▸ About this task
Report every line of the records below that contains the word "Debug".

▸ Records to process
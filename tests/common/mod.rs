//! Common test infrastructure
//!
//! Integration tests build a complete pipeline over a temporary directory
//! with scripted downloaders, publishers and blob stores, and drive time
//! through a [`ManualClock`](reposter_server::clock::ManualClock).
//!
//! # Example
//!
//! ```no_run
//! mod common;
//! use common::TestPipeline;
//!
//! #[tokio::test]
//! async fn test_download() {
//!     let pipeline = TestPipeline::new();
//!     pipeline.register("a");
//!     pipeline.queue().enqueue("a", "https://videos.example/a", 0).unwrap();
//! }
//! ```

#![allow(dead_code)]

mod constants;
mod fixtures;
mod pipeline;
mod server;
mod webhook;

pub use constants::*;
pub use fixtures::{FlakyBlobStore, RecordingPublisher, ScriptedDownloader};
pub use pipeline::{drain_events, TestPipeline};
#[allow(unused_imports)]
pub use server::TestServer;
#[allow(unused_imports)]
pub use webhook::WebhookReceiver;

--

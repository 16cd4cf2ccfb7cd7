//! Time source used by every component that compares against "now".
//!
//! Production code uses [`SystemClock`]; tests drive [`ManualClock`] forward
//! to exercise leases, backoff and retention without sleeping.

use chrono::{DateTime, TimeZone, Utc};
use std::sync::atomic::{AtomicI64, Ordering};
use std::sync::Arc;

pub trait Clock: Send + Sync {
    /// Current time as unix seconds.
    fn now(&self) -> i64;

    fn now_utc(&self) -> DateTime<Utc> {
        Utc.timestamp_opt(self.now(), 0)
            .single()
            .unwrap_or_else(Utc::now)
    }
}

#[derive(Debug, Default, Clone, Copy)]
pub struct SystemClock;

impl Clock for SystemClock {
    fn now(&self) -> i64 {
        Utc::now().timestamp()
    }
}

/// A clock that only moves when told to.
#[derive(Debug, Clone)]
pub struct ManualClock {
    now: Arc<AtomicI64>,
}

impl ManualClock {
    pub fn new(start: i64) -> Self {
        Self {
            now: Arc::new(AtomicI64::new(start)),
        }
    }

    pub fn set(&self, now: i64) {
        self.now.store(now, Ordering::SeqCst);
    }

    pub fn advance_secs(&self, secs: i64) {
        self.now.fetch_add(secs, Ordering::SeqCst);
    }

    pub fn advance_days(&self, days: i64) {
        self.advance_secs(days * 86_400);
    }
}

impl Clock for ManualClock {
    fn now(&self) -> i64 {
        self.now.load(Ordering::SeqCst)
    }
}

---

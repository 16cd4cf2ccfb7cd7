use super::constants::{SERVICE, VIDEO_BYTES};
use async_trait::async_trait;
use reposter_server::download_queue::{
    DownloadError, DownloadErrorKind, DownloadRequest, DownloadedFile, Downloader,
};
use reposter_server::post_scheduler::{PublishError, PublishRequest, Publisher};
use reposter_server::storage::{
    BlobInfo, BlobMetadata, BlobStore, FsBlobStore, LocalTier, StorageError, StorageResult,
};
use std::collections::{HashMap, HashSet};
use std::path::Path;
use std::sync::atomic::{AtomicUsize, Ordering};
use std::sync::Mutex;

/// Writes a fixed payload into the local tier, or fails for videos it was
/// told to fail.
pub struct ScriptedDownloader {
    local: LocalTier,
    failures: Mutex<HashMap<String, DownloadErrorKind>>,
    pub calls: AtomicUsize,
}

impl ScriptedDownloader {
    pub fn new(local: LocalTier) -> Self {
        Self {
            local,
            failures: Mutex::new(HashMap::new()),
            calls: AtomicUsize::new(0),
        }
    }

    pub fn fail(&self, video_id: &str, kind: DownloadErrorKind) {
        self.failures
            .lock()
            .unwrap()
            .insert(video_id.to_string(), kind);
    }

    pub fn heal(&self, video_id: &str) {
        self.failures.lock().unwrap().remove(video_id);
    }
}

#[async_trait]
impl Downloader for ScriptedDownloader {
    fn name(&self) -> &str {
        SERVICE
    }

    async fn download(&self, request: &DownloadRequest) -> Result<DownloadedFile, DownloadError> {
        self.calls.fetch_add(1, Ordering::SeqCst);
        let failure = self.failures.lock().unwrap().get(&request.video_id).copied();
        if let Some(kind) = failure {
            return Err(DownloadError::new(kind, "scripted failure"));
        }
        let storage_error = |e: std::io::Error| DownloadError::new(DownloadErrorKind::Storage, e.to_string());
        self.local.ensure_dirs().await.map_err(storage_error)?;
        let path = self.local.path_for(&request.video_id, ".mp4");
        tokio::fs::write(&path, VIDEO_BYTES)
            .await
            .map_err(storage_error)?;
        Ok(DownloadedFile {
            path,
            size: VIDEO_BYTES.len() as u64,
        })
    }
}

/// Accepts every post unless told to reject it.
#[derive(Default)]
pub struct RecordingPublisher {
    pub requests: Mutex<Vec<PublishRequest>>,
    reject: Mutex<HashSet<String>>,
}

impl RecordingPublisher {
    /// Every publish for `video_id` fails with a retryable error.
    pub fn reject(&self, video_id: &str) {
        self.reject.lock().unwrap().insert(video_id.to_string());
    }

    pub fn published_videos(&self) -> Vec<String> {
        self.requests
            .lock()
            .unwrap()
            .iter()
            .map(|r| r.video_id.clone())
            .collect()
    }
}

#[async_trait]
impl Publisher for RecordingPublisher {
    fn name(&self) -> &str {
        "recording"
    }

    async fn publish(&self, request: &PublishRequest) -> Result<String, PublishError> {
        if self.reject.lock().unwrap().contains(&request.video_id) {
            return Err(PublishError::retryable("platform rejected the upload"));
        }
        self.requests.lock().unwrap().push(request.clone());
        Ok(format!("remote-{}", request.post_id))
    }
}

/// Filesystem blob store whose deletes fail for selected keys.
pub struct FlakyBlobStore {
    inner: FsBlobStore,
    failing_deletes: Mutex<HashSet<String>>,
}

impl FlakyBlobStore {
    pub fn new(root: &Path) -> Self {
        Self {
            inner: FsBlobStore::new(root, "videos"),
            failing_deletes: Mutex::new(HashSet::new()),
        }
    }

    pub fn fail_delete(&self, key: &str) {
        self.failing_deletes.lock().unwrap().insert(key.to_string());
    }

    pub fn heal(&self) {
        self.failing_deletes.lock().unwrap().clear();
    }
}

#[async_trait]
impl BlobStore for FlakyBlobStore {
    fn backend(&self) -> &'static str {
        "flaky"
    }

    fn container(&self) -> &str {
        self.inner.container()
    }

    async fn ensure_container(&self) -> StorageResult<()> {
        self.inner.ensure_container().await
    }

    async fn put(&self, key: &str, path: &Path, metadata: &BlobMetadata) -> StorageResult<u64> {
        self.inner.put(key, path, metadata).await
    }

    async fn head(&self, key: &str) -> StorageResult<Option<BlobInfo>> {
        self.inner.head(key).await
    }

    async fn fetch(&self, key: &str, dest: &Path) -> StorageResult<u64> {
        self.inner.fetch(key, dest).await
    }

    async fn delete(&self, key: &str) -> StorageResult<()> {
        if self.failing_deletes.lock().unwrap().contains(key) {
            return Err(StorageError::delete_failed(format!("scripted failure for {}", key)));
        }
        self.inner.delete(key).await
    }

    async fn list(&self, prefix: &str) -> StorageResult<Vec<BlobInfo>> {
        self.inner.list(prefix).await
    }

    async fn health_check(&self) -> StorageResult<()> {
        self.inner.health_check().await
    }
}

▸ Finished task
#[derive(Debug, Default, Clone, Copy)]
#[derive(Debug, Clone)]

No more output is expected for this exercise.